(Extracted data)

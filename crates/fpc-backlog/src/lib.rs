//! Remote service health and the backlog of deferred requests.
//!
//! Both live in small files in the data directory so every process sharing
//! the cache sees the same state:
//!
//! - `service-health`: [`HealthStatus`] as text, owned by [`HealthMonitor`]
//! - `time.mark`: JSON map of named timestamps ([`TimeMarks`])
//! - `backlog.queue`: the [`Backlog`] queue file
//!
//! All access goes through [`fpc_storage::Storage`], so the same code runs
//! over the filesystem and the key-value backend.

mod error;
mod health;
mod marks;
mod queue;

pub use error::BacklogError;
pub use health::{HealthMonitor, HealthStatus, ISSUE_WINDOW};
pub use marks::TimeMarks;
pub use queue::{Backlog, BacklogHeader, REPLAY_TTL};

(End Extracted data)
(Extracted data)

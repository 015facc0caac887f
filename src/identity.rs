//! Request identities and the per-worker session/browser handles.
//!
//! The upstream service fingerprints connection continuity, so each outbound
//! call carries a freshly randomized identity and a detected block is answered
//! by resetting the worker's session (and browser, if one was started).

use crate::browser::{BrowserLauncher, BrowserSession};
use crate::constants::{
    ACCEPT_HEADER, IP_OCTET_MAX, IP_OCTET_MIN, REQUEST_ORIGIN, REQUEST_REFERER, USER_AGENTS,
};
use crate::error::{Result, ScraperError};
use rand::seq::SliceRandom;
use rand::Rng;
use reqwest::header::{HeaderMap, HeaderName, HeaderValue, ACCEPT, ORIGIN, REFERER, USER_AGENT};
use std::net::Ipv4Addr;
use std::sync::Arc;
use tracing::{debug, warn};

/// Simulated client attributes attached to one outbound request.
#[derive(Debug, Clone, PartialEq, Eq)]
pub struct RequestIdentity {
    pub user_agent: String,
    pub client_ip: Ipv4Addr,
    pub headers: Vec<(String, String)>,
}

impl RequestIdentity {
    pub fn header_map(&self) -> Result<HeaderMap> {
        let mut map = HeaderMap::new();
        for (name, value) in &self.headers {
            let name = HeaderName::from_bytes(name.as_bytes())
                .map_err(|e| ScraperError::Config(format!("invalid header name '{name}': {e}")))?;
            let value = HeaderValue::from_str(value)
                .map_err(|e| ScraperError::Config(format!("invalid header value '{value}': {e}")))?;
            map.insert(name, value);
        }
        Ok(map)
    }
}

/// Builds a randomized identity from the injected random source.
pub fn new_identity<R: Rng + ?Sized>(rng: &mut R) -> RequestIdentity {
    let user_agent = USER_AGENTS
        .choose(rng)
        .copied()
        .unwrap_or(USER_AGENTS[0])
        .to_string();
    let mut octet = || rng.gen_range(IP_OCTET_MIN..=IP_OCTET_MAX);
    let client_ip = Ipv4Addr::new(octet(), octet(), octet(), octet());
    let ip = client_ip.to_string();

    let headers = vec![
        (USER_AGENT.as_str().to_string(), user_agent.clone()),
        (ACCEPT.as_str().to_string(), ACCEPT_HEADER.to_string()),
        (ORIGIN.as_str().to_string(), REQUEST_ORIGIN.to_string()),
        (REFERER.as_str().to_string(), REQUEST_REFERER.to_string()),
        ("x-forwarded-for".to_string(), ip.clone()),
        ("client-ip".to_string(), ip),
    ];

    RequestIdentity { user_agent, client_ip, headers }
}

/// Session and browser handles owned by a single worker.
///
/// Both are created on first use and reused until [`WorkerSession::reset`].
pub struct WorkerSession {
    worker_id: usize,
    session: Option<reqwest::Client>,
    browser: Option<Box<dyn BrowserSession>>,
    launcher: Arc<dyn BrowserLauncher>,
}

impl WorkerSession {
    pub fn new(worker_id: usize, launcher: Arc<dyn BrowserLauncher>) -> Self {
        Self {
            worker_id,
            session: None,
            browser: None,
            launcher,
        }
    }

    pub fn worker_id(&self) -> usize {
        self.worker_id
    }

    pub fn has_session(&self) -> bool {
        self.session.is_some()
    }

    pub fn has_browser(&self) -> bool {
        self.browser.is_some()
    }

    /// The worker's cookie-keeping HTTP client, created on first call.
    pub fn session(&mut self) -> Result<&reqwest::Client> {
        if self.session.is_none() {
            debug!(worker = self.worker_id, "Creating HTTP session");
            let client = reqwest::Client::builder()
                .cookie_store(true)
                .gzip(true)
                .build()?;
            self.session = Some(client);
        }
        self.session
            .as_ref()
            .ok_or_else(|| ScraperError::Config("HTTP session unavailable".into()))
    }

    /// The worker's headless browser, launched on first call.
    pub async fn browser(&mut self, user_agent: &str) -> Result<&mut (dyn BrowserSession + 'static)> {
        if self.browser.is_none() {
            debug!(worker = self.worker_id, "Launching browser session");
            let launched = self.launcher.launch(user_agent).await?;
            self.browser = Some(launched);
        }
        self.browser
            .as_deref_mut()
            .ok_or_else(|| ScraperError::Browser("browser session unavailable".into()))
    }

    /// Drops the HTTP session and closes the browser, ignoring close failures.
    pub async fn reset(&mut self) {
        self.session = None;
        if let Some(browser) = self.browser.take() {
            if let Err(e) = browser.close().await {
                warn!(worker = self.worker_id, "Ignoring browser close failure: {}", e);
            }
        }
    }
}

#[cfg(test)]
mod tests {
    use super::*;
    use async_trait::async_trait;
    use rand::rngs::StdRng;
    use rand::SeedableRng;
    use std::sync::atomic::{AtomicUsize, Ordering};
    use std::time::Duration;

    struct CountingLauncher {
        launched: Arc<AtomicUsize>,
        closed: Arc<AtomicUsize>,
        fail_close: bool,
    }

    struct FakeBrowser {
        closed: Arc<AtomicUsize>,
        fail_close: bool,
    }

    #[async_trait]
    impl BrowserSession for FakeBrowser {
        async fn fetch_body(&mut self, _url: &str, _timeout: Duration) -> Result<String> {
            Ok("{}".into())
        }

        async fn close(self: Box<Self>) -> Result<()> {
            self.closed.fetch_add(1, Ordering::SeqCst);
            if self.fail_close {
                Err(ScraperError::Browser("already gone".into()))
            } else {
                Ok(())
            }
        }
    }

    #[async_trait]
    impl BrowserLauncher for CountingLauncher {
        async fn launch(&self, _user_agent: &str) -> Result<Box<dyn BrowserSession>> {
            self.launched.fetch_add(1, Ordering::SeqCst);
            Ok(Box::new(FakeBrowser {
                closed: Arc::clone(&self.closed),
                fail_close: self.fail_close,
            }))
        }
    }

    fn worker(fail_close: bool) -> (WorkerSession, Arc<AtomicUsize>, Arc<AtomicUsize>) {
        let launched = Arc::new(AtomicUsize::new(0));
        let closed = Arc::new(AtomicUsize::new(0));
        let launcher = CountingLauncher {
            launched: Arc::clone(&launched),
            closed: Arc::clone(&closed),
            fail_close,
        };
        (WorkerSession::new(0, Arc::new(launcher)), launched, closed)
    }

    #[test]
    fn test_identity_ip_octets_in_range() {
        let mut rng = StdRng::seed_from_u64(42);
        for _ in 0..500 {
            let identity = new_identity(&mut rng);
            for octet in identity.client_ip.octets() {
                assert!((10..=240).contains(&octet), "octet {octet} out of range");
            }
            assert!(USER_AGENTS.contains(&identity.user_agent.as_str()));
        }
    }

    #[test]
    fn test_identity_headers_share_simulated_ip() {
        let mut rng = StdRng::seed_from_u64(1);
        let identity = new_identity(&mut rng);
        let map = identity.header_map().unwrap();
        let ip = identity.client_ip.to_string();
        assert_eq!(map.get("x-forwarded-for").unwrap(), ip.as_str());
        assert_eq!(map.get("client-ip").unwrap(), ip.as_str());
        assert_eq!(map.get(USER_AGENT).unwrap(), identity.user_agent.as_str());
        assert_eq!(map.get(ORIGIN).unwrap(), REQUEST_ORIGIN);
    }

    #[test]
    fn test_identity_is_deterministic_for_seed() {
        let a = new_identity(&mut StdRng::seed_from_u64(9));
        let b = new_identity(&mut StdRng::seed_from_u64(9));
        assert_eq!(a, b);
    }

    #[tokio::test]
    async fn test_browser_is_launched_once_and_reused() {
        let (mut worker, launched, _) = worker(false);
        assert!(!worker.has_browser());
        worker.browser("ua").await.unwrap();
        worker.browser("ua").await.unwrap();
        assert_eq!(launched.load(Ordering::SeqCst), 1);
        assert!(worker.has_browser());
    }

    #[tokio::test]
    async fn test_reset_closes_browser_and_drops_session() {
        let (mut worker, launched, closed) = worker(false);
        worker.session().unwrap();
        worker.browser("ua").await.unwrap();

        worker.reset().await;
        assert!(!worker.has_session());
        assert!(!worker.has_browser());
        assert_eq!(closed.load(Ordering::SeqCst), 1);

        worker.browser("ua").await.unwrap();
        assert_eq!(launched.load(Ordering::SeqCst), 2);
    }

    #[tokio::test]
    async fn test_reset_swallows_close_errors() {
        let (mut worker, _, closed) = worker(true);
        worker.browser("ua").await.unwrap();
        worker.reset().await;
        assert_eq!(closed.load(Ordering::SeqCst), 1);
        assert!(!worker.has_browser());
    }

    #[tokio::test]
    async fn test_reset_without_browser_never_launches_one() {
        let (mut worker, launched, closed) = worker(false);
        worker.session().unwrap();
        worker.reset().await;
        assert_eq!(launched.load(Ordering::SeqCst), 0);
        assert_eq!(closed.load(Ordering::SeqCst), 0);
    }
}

(End Extracted data)
(Extracted data)

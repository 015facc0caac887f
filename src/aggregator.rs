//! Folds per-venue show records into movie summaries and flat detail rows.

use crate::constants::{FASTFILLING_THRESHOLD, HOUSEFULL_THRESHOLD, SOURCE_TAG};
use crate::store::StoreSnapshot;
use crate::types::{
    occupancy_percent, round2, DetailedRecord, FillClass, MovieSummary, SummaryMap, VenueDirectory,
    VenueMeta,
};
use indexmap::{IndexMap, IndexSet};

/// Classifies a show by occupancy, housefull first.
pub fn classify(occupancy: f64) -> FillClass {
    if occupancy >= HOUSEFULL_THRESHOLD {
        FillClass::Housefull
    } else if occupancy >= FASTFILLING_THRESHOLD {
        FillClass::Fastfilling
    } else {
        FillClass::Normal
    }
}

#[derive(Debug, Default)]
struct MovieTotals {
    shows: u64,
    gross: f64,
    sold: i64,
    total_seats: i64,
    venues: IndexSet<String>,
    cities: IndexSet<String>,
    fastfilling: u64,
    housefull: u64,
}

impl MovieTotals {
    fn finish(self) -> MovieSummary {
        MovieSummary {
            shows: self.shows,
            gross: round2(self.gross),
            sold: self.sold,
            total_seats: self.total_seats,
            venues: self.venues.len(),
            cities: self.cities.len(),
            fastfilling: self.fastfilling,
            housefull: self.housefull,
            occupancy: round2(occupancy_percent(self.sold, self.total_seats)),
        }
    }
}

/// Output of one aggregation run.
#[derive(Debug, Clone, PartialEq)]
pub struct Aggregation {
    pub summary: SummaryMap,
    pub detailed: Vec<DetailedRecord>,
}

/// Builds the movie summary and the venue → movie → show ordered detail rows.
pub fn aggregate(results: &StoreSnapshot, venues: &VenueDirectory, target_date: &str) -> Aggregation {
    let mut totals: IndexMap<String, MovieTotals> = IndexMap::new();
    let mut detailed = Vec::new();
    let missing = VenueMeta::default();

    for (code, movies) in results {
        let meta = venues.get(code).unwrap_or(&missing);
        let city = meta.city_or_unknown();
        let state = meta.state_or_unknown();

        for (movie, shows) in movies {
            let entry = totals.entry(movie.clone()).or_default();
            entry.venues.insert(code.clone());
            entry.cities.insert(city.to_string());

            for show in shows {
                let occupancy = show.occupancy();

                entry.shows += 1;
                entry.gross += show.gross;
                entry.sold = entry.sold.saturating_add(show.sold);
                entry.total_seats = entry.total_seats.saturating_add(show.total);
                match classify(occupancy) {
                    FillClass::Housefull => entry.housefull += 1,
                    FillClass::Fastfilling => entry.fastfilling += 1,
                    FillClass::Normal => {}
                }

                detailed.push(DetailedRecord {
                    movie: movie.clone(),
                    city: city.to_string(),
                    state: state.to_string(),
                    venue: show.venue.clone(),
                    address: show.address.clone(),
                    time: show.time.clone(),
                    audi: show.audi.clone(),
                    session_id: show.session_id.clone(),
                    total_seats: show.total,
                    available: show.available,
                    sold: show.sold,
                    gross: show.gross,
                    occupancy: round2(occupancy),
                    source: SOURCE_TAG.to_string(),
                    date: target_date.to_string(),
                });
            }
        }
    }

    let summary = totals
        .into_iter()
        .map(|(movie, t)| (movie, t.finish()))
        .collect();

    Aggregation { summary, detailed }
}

(End Extracted data)

_Task item_.
Using the records above, gather all lines where the string "TimeMarks" is present.

_Task answer_.
//! - `time.mark`: JSON map of named timestamps ([`TimeMarks`])
pub use marks::TimeMarks;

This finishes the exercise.